I should have brought this up to python-dev before--sorry for being so slow. It's already in the tracker for a couple of days:

   http://bugs.python.org/issue5880

The idea: PyGetSetDef has this "void *closure" field that acts like a context pointer. You stick it in the PyGetSetDef, and it gets passed back to you when your getter or setter is called. It's a reasonable API design, but in practice you almost never need it. Meanwhile, it clutters up CPython, particularly typeobject.c; there are all these function calls that end with ", NULL);", just to satisfy the getter/setter prototype internally.

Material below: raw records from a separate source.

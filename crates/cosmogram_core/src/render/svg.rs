//! Canvas that serializes drawing calls into a standalone SVG document.

use super::canvas::{Canvas, DrawContext, GradientStop, Paint, Point, Rect};
use std::fmt::Write;

/// SVG document builder.
#[derive(Debug, Clone, PartialEq)]
pub struct SvgCanvas {
    width: f64,
    height: f64,
    defs: String,
    body: String,
    gradient_count: usize,
}

impl SvgCanvas {
    pub fn new(width: f64, height: f64) -> Self {
        Self {
            width,
            height,
            defs: String::new(),
            body: String::new(),
            gradient_count: 0,
        }
    }

    /// Returns the complete SVG document.
    pub fn finish(&self) -> String {
        format!(
            "<svg xmlns=\"http://www.w3.org/2000/svg\" width=\"{w}\" height=\"{h}\" viewBox=\"0 0 {w} {h}\">\n<defs>\n{defs}</defs>\n{body}</svg>\n",
            w = fmt_num(self.width),
            h = fmt_num(self.height),
            defs = self.defs,
            body = self.body,
        )
    }
}

impl Canvas for SvgCanvas {
    fn context(&mut self) -> Option<&mut dyn DrawContext> {
        Some(self)
    }
}

impl DrawContext for SvgCanvas {
    fn fill_rect(&mut self, rect: Rect, paint: &Paint) {
        let _ = writeln!(
            self.body,
            "<rect x=\"{}\" y=\"{}\" width=\"{}\" height=\"{}\" fill=\"{}\" fill-opacity=\"{}\"/>",
            fmt_num(rect.x),
            fmt_num(rect.y),
            fmt_num(rect.width),
            fmt_num(rect.height),
            paint.color,
            fmt_num(paint.alpha)
        );
    }

    fn fill_linear_gradient(&mut self, rect: Rect, from: Point, to: Point, stops: &[GradientStop]) {
        self.gradient_count += 1;
        let id = format!("ambient{}", self.gradient_count);
        let _ = writeln!(
            self.defs,
            "<linearGradient id=\"{id}\" gradientUnits=\"userSpaceOnUse\" x1=\"{}\" y1=\"{}\" x2=\"{}\" y2=\"{}\">",
            fmt_num(from.x),
            fmt_num(from.y),
            fmt_num(to.x),
            fmt_num(to.y)
        );
        for stop in stops {
            let _ = writeln!(
                self.defs,
                "<stop offset=\"{}\" stop-color=\"{}\" stop-opacity=\"{}\"/>",
                fmt_num(stop.offset),
                stop.color,
                fmt_num(stop.alpha)
            );
        }
        self.defs.push_str("</linearGradient>\n");
        let _ = writeln!(
            self.body,
            "<rect x=\"{}\" y=\"{}\" width=\"{}\" height=\"{}\" fill=\"url(#{id})\"/>",
            fmt_num(rect.x),
            fmt_num(rect.y),
            fmt_num(rect.width),
            fmt_num(rect.height)
        );
    }

    fn fill_circle(&mut self, center: Point, radius: f64, paint: &Paint) {
        let _ = writeln!(
            self.body,
            "<circle cx=\"{}\" cy=\"{}\" r=\"{}\" fill=\"{}\" fill-opacity=\"{}\"/>",
            fmt_num(center.x),
            fmt_num(center.y),
            fmt_num(radius),
            paint.color,
            fmt_num(paint.alpha)
        );
    }

    fn stroke_circle(&mut self, center: Point, radius: f64, paint: &Paint) {
        let _ = writeln!(
            self.body,
            "<circle cx=\"{}\" cy=\"{}\" r=\"{}\" fill=\"none\"{}/>",
            fmt_num(center.x),
            fmt_num(center.y),
            fmt_num(radius),
            stroke_attrs(paint)
        );
    }

    fn stroke_path(&mut self, points: &[Point], paint: &Paint) {
        if points.is_empty() {
            return;
        }
        let coords: Vec<String> = points
            .iter()
            .map(|p| format!("{},{}", fmt_num(p.x), fmt_num(p.y)))
            .collect();
        let _ = writeln!(
            self.body,
            "<polyline points=\"{}\" fill=\"none\"{}/>",
            coords.join(" "),
            stroke_attrs(paint)
        );
    }

    fn fill_text(&mut self, text: &str, at: Point, size: f64, paint: &Paint) {
        let _ = writeln!(
            self.body,
            "<text x=\"{}\" y=\"{}\" font-size=\"{}\" font-family=\"serif\" fill=\"{}\" fill-opacity=\"{}\">{}</text>",
            fmt_num(at.x),
            fmt_num(at.y),
            fmt_num(size),
            paint.color,
            fmt_num(paint.alpha),
            escape_text(text)
        );
    }
}

fn stroke_attrs(paint: &Paint) -> String {
    let mut attrs = format!(
        " stroke=\"{}\" stroke-opacity=\"{}\" stroke-width=\"{}\"",
        paint.color,
        fmt_num(paint.alpha),
        fmt_num(paint.line_width)
    );
    if let Some((dash, gap)) = paint.dash {
        let _ = write!(attrs, " stroke-dasharray=\"{} {}\"", fmt_num(dash), fmt_num(gap));
    }
    attrs
}

/// Two-decimal formatting keeps documents byte-stable across runs.
fn fmt_num(value: f64) -> String {
    let rounded = format!("{value:.2}");
    let trimmed = rounded.trim_end_matches('0').trim_end_matches('.');
    if trimmed == "-0" {
        "0".to_string()
    } else {
        trimmed.to_string()
    }
}

fn escape_text(text: &str) -> String {
    text.replace('&', "&amp;")
        .replace('<', "&lt;")
        .replace('>', "&gt;")
        .replace('"', "&quot;")
}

Most of the time, the "closure" parameter is not only unused, it is skipped. PyGetSetDef definitions generally skip it, and often getter and setter implementations omit it. The "closure" was only actually *used* once in CPython, a silly use in Objects/longobject.c where it was abused as an integer value. And yes, I said "was": inspired by this discussion, Mark Dickinson removed this use in r72202 (trunk) and r72203 (py3k). So the "closure" field is now 100% unused in the python and py3k trunks.

Mr. Dickinson also located an extension using the "closure" pointer, pyephem, which... *also* uses it to store an integer. Indeed, I have yet to see a use where someone stores a pointer in "closure".

Anyone who needed functionality like this could roll it themselves with stub functions:

   PyObject *my_getter_with_context(PyObject *self, void *context) {
     /* ... */
   }

   PyObject *my_getter_A(PyObject *self) {
     return my_getter_with_context(self, "A");
   }


   PyObject *my_getter_B(PyObject *self) {
     return my_getter_with_context(self, "B");
   }

   /* etc. */
(Although it'd make my example more realistic if "context" were an int!)

So: you don't need it, it clutters up our code (particularly typeobject.c), and it adds overhead. The only good reason to keep it is backwards compatibility, which I admit is a fine reason.

Whaddya think? To be honest I'd be surprised if you guys went for this. But I thought it was worth suggesting.